▸ Required work
Read the data, and whenever a line holds the word "ConnectionState", report that line.

▸ The records
--------------------------------------------------

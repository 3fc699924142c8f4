//! Application-level heartbeat
//!
//! A TCP connection can die without either side noticing: no FIN, no RST,
//! just silence. The heartbeat detects that by keeping two timers while the
//! connection is open:
//!
//! ```text
//!  Open ──interval──> send ping ──timeout──> dead: reconnect
//!                        │
//!                        └── pong ──> re-arm interval
//! ```
//!
//! At most one of each timer is ever armed. Both are dropped (and therefore
//! aborted) by [`Heartbeat::stop`], which the controller calls whenever the
//! connection leaves `Open`.

use crate::timer::{Scheduler, Signal, Timer, TimerId};
use std::time::Duration;

/// Heartbeat timers of the current connection
#[derive(Debug)]
pub(crate) struct Heartbeat {
    interval: Duration,
    timeout: Duration,
    send_timer: Option<Timer>,
    ack_timer: Option<Timer>,
}

impl Heartbeat {
    pub(crate) fn new(interval: Duration, timeout: Duration) -> Self {
        Self {
            interval,
            timeout,
            send_timer: None,
            ack_timer: None,
        }
    }

    /// (Re)start the cycle: cancel both timers and arm the send timer
    pub(crate) fn arm(&mut self, scheduler: &mut Scheduler) {
        self.stop();
        self.send_timer = Some(scheduler.after(self.interval, Signal::HeartbeatDue));
    }

    /// The send timer `id` fired
    ///
    /// Returns `true` if it was the armed one; the caller then sends a ping.
    /// The acknowledgement timer is armed in the same step.
    pub(crate) fn on_send_due(&mut self, id: TimerId, scheduler: &mut Scheduler) -> bool {
        if !matches!(&self.send_timer, Some(timer) if timer.id() == id) {
            return false;
        }
        self.send_timer = None;
        self.ack_timer = Some(scheduler.after(self.timeout, Signal::HeartbeatExpired));
        true
    }

    /// The acknowledgement timer `id` fired
    ///
    /// Returns `true` if it was the armed one, meaning the peer missed its pong.
    pub(crate) fn on_ack_expired(&mut self, id: TimerId) -> bool {
        if !matches!(&self.ack_timer, Some(timer) if timer.id() == id) {
            return false;
        }
        self.ack_timer = None;
        true
    }

    /// A pong arrived: the connection is alive, restart the cycle
    pub(crate) fn on_pong(&mut self, scheduler: &mut Scheduler) {
        self.arm(scheduler);
    }

    /// Cancel both timers
    pub(crate) fn stop(&mut self) {
        self.send_timer = None;
        self.ack_timer = None;
    }

    pub(crate) fn is_armed(&self) -> bool {
        self.send_timer.is_some() || self.ack_timer.is_some()
    }

    pub(crate) fn awaiting_pong(&self) -> bool {
        self.ack_timer.is_some()
    }
}
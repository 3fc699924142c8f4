//! Transport abstraction
//!
//! The controller never touches a socket directly. It asks a
//! [`TransportFactory`] for a [`Transport`] once per connection attempt and
//! hands it an [`EventSink`] bound to that attempt. The transport reports
//! `open`, `message`, `error` and `close` through the sink and accepts
//! outgoing frames through [`Transport::send`].
//!
//! Because every sink is tagged with its attempt's [`ConnectionId`], events
//! from a transport the controller already released are recognised as stale
//! and dropped.
//!
//! The default factory is [`WebSocketFactory`](crate::WebSocketFactory).
//! Custom factories make it possible to run the controller over anything
//! frame-oriented, and are how the test-suite drives it.

use crate::timer::Signal;
use resock_core::{CloseInfo, Frame, ReadyState, Result};
use tokio::sync::mpsc::UnboundedSender;

/// Identity of one connection attempt
#[derive(Debug, Clone, Copy, PartialEq, Eq, Hash, PartialOrd, Ord)]
pub struct ConnectionId(pub(crate) u64);

impl std::fmt::Display for ConnectionId {
    fn fmt(&self, f: &mut std::fmt::Formatter<'_>) -> std::fmt::Result {
        write!(f, "{}", self.0)
    }
}

/// Lifecycle events a transport reports
#[derive(Debug, Clone, PartialEq)]
pub enum TransportEvent {
    /// The handshake completed; frames can flow
    Open,
    /// A frame arrived
    Message(Frame),
    /// The transport failed
    Error(String),
    /// The transport closed, with the peer's close frame if there was one
    Close(Option<CloseInfo>),
}

/// Event hook a transport reports into
///
/// One sink is registered per connection attempt.
#[derive(Debug, Clone)]
pub struct EventSink {
    connection: ConnectionId,
    signals: UnboundedSender<Signal>,
}

impl EventSink {
    pub(crate) fn new(connection: ConnectionId, signals: UnboundedSender<Signal>) -> Self {
        Self {
            connection,
            signals,
        }
    }

    /// The attempt this sink belongs to
    pub fn connection(&self) -> ConnectionId {
        self.connection
    }

    /// Report an event to the controller
    ///
    /// Returns `false` once the controller has shut down.
    pub fn emit(&self, event: TransportEvent) -> bool {
        self.signals
            .send(Signal::Transport {
                connection: self.connection,
                event,
            })
            .is_ok()
    }

    /// Report a completed handshake
    pub fn open(&self) -> bool {
        self.emit(TransportEvent::Open)
    }

    /// Report an inbound frame
    pub fn message(&self, frame: Frame) -> bool {
        self.emit(TransportEvent::Message(frame))
    }

    /// Report a transport failure
    pub fn error(&self, reason: impl Into<String>) -> bool {
        self.emit(TransportEvent::Error(reason.into()))
    }

    /// Report that the transport closed
    pub fn close(&self, info: Option<CloseInfo>) -> bool {
        self.emit(TransportEvent::Close(info))
    }
}

/// One physical connection
///
/// Dropping the transport must release the underlying socket.
pub trait Transport: Send {
    /// Queue a frame for transmission
    fn send(&self, frame: Frame) -> Result<()>;

    /// Start closing the connection
    fn close(&self);

    /// Current readiness of the socket
    fn ready_state(&self) -> ReadyState;
}

/// Opens physical connections
pub trait TransportFactory: Send + Sync + 'static {
    /// Construct a transport for `url` reporting into `events`
    ///
    /// Must return quickly: the handshake itself happens in the background
    /// and is reported through the sink. An `Err` here means the transport
    /// could not even be constructed (for instance a malformed URL) and is
    /// returned to the caller of `connect()` without any retry.
    fn open(&self, url: &str, events: EventSink) -> Result<Box<dyn Transport>>;
}
//! Core types and codec for resock
//!
//! This crate holds everything about resock that is not tied to a running
//! connection:
//!
//! - **Types**: raw [`Frame`]s, decoded [`Message`]s, the heartbeat payload,
//!   transport [`ReadyState`]
//! - **Codec**: fail-soft JSON encoding and decoding behind the [`Codec`] trait
//! - **Error handling**: the shared [`Error`] type
//! - **Observability**: tracing subscriber and OpenTelemetry bootstrap
//!
//! The `resock-client` crate builds the connection controller on top of it.
//!
//! # Example
//!
//! ```rust
//! use resock_core::{codec, Frame, HeartbeatMessage};
//!
//! let frame = codec::encode(HeartbeatMessage::ping()).into_frame().unwrap();
//! let message = codec::decode(frame);
//! assert!(message.is_heartbeat());
//!
//! let raw = codec::decode(Frame::from("plain text"));
//! assert_eq!(raw.event(), None);
//! ```

pub mod codec;
pub mod error;
pub mod observability;
pub mod types;

pub use codec::{Codec, Encoded, JsonCodec};
pub use error::{Error, Result};
pub use observability::{init_observability, shutdown_observability, ObservabilityConfig};
pub use types::{
    CloseInfo, Frame, HeartbeatMessage, Message, ReadyState, PING_EVENT, PONG_EVENT,
};
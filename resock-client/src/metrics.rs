//! Client metrics definitions
//!
//! OpenTelemetry instruments describing the health of a [`SocketClient`].
//! They are exported through whatever meter provider is installed globally,
//! which `ClientBuilder::with_observability()` takes care of.
//!
//! # Metrics Collected
//!
//! - **connection.state**: current [`ConnectionState`] as a number (gauge)
//! - **frames.sent**: frames handed to the transport (counter)
//! - **frames.buffered**: frames queued while offline (counter)
//! - **messages.received**: inbound messages, by event name (counter)
//! - **errors.total**: transport and encoding errors, by type (counter)
//! - **reconnection.attempts**: retries scheduled (counter)
//! - **reconnection.success**: connections opened after a retry (counter)
//! - **reconnection.exhausted**: times the retry budget ran out (counter)
//! - **heartbeat.timeouts**: connections declared dead by the heartbeat (counter)
//!
//! [`SocketClient`]: crate::SocketClient

use crate::connection_state::ConnectionState;
use opentelemetry::{
    global,
    metrics::{Counter, Gauge, Meter},
    InstrumentationScope, KeyValue,
};

/// Client metrics for monitoring
pub struct ClientMetrics {
    /// Connection state (0=idle, 1=connecting, 2=open, 3=reconnecting, 4=closed)
    pub connection_state: Gauge<i64>,
    pub frames_sent: Counter<u64>,
    pub frames_buffered: Counter<u64>,
    pub messages_received: Counter<u64>,
    pub errors_total: Counter<u64>,
    pub reconnection_attempts: Counter<u64>,
    pub reconnection_success: Counter<u64>,
    pub reconnection_exhausted: Counter<u64>,
    pub heartbeat_timeouts: Counter<u64>,
}

impl ClientMetrics {
    /// Create metrics on the global meter provider, scoped to `service_name`
    pub fn new(service_name: impl Into<String>) -> Self {
        let scope = InstrumentationScope::builder(service_name.into()).build();
        let meter = global::meter_with_scope(scope);
        Self::new_with_meter(&meter)
    }

    /// Create metrics on a custom meter
    pub fn new_with_meter(meter: &Meter) -> Self {
        Self {
            connection_state: meter
                .i64_gauge("resock.client.connection.state")
                .with_description(
                    "Connection state (0=idle, 1=connecting, 2=open, 3=reconnecting, 4=closed)",
                )
                .build(),
            frames_sent: meter
                .u64_counter("resock.client.frames.sent")
                .with_description("Total number of frames handed to the transport")
                .build(),
            frames_buffered: meter
                .u64_counter("resock.client.frames.buffered")
                .with_description("Total number of frames queued while disconnected")
                .build(),
            messages_received: meter
                .u64_counter("resock.client.messages.received")
                .with_description("Total number of inbound messages")
                .build(),
            errors_total: meter
                .u64_counter("resock.client.errors.total")
                .with_description("Total number of errors encountered")
                .build(),
            reconnection_attempts: meter
                .u64_counter("resock.client.reconnection.attempts")
                .with_description("Total number of reconnection attempts scheduled")
                .build(),
            reconnection_success: meter
                .u64_counter("resock.client.reconnection.success")
                .with_description("Total number of successful reconnections")
                .build(),
            reconnection_exhausted: meter
                .u64_counter("resock.client.reconnection.exhausted")
                .with_description("Times the reconnection budget was exhausted")
                .build(),
            heartbeat_timeouts: meter
                .u64_counter("resock.client.heartbeat.timeouts")
                .with_description("Connections declared dead by a missing pong")
                .build(),
        }
    }

    pub fn update_connection_state(&self, state: ConnectionState) {
        self.connection_state.record(state.as_metric(), &[]);
    }

    pub fn record_frame_sent(&self) {
        self.frames_sent.add(1, &[]);
    }

    pub fn record_frame_buffered(&self) {
        self.frames_buffered.add(1, &[]);
    }

    /// Record an inbound message; `event` is `"raw"` for non-JSON frames
    pub fn record_message(&self, event: &str) {
        let attributes = &[KeyValue::new("event", event.to_string())];
        self.messages_received.add(1, attributes);
    }

    pub fn record_error(&self, error_type: &str) {
        let attributes = &[KeyValue::new("error_type", error_type.to_string())];
        self.errors_total.add(1, attributes);
    }

    pub fn record_reconnection_attempt(&self) {
        self.reconnection_attempts.add(1, &[]);
    }

    pub fn record_reconnection_success(&self) {
        self.reconnection_success.add(1, &[]);
    }

    pub fn record_reconnection_exhausted(&self) {
        self.reconnection_exhausted.add(1, &[]);
    }

    pub fn record_heartbeat_timeout(&self) {
        self.heartbeat_timeouts.add(1, &[]);
    }
}

impl std::fmt::Debug for ClientMetrics {
    fn fmt(&self, f: &mut std::fmt::Formatter<'_>) -> std::fmt::Result {
        f.debug_struct("ClientMetrics").finish_non_exhaustive()
    }
}

#[cfg(test)]
mod tests {
    use super::*;

    #[test]
    fn test_metrics_creation() {
        let metrics = ClientMetrics::new("test-client");

        // Without an installed provider these are no-ops; they must not panic
        metrics.update_connection_state(ConnectionState::Open);
        metrics.record_frame_sent();
        metrics.record_frame_buffered();
        metrics.record_message("trade");
        metrics.record_error("transport");
    }

    #[test]
    fn test_connection_state_metrics() {
        let metrics = ClientMetrics::new("test-client-state");

        for state in [
            ConnectionState::Idle,
            ConnectionState::Connecting,
            ConnectionState::Open,
            ConnectionState::Reconnecting,
            ConnectionState::Closed,
        ] {
            metrics.update_connection_state(state);
        }
    }

    #[test]
    fn test_reconnection_metrics() {
        let metrics = ClientMetrics::new("test-client-reconnect");

        metrics.record_reconnection_attempt();
        metrics.record_reconnection_attempt();
        metrics.record_reconnection_success();
        metrics.record_reconnection_attempt();
        metrics.record_reconnection_exhausted();
        metrics.record_heartbeat_timeout();
    }
}
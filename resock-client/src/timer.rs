//! Owned one-shot timers
//!
//! Every timer the controller arms is a [`Timer`]: a spawned task that sleeps
//! and then posts a [`Signal`] back to the controller. The handle owns the
//! task, so dropping or cancelling a timer aborts it.
//!
//! Aborting is not enough on its own: the signal may already be sitting in
//! the controller's queue when the timer is cancelled. Each timer therefore
//! carries a unique [`TimerId`] that travels with its signal, and the
//! controller ignores any signal whose id is not the one currently armed.

use crate::transport::{ConnectionId, TransportEvent};
use std::time::Duration;
use tokio::sync::mpsc::UnboundedSender;
use tokio::task::JoinHandle;

/// Identity of one armed timer
#[derive(Debug, Clone, Copy, PartialEq, Eq, Hash)]
pub(crate) struct TimerId(u64);

/// Inputs the controller receives from transports and timers
#[derive(Debug)]
pub(crate) enum Signal {
    /// An event reported by the transport of connection attempt `connection`
    Transport {
        connection: ConnectionId,
        event: TransportEvent,
    },
    /// The heartbeat send timer fired
    HeartbeatDue(TimerId),
    /// The heartbeat acknowledgement timer fired
    HeartbeatExpired(TimerId),
    /// The reconnect timer fired
    ReconnectDue(TimerId),
}

/// A pending one-shot timer, aborted on drop
#[derive(Debug)]
pub(crate) struct Timer {
    id: TimerId,
    task: JoinHandle<()>,
}

impl Timer {
    pub(crate) fn id(&self) -> TimerId {
        self.id
    }
}

impl Drop for Timer {
    fn drop(&mut self) {
        self.task.abort();
    }
}

/// Arms timers that report back on the controller's signal channel
///
/// Not `Clone`: timer ids must stay unique per controller.
#[derive(Debug)]
pub(crate) struct Scheduler {
    signals: UnboundedSender<Signal>,
    next_id: u64,
}

impl Scheduler {
    pub(crate) fn new(signals: UnboundedSender<Signal>) -> Self {
        Self {
            signals,
            next_id: 0,
        }
    }

    /// Arm a timer that posts `signal(id)` after `delay`
    pub(crate) fn after(&mut self, delay: Duration, signal: fn(TimerId) -> Signal) -> Timer {
        self.next_id += 1;
        let id = TimerId(self.next_id);
        let signals = self.signals.clone();

        let task = tokio::spawn(async move {
            tokio::time::sleep(delay).await;
            // The controller may be gone already
            let _ = signals.send(signal(id));
        });

        Timer { id, task }
    }

    /// A sender for transport event sinks
    pub(crate) fn signals(&self) -> UnboundedSender<Signal> {
        self.signals.clone()
    }
}

#[cfg(test)]
mod tests {
    use super::*;
    use tokio::sync::mpsc;

    #[tokio::test(start_paused = true)]
    async fn test_timer_fires_after_delay() {
        let (tx, mut rx) = mpsc::unbounded_channel();
        let mut scheduler = Scheduler::new(tx);

        let timer = scheduler.after(Duration::from_secs(5), Signal::ReconnectDue);

        tokio::time::sleep(Duration::from_millis(4999)).await;
        assert!(rx.try_recv().is_err());

        tokio::time::sleep(Duration::from_millis(2)).await;
        match rx.try_recv() {
            Ok(Signal::ReconnectDue(id)) => assert_eq!(id, timer.id()),
            other => panic!("unexpected signal: {:?}", other),
        }
    }

    #[tokio::test(start_paused = true)]
    async fn test_dropped_timer_never_fires() {
        let (tx, mut rx) = mpsc::unbounded_channel();
        let mut scheduler = Scheduler::new(tx);

        let timer = scheduler.after(Duration::from_secs(1), Signal::HeartbeatDue);
        drop(timer);

        tokio::time::sleep(Duration::from_secs(2)).await;
        assert!(rx.try_recv().is_err());
    }

    #[tokio::test(start_paused = true)]
    async fn test_ids_are_unique() {
        let (tx, _rx) = mpsc::unbounded_channel();
        let mut scheduler = Scheduler::new(tx);

        let a = scheduler.after(Duration::from_secs(1), Signal::HeartbeatDue);
        let b = scheduler.after(Duration::from_secs(1), Signal::HeartbeatDue);
        assert_ne!(a.id(), b.id());
    }

    #[tokio::test(start_paused = true)]
    async fn test_ids_unique_across_signal_kinds() {
        let (tx, _rx) = mpsc::unbounded_channel();
        let mut scheduler = Scheduler::new(tx);

        let kinds: [fn(TimerId) -> Signal; 3] = [
            Signal::HeartbeatDue,
            Signal::HeartbeatExpired,
            Signal::ReconnectDue,
        ];
        let timers: Vec<Timer> = (0..300)
            .map(|i| scheduler.after(Duration::from_secs(1), kinds[i % 3]))
            .collect();
        let ids: std::collections::HashSet<TimerId> = timers.iter().map(Timer::id).collect();
        assert_eq!(ids.len(), timers.len());
    }
}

--------------------------------------------------

▸ Task result
//! - **connection.state**: current [`ConnectionState`] as a number (gauge)
use crate::connection_state::ConnectionState;
    pub fn update_connection_state(&self, state: ConnectionState) {
        metrics.update_connection_state(ConnectionState::Open);
            ConnectionState::Idle,
            ConnectionState::Connecting,
            ConnectionState::Open,
            ConnectionState::Reconnecting,
            ConnectionState::Closed,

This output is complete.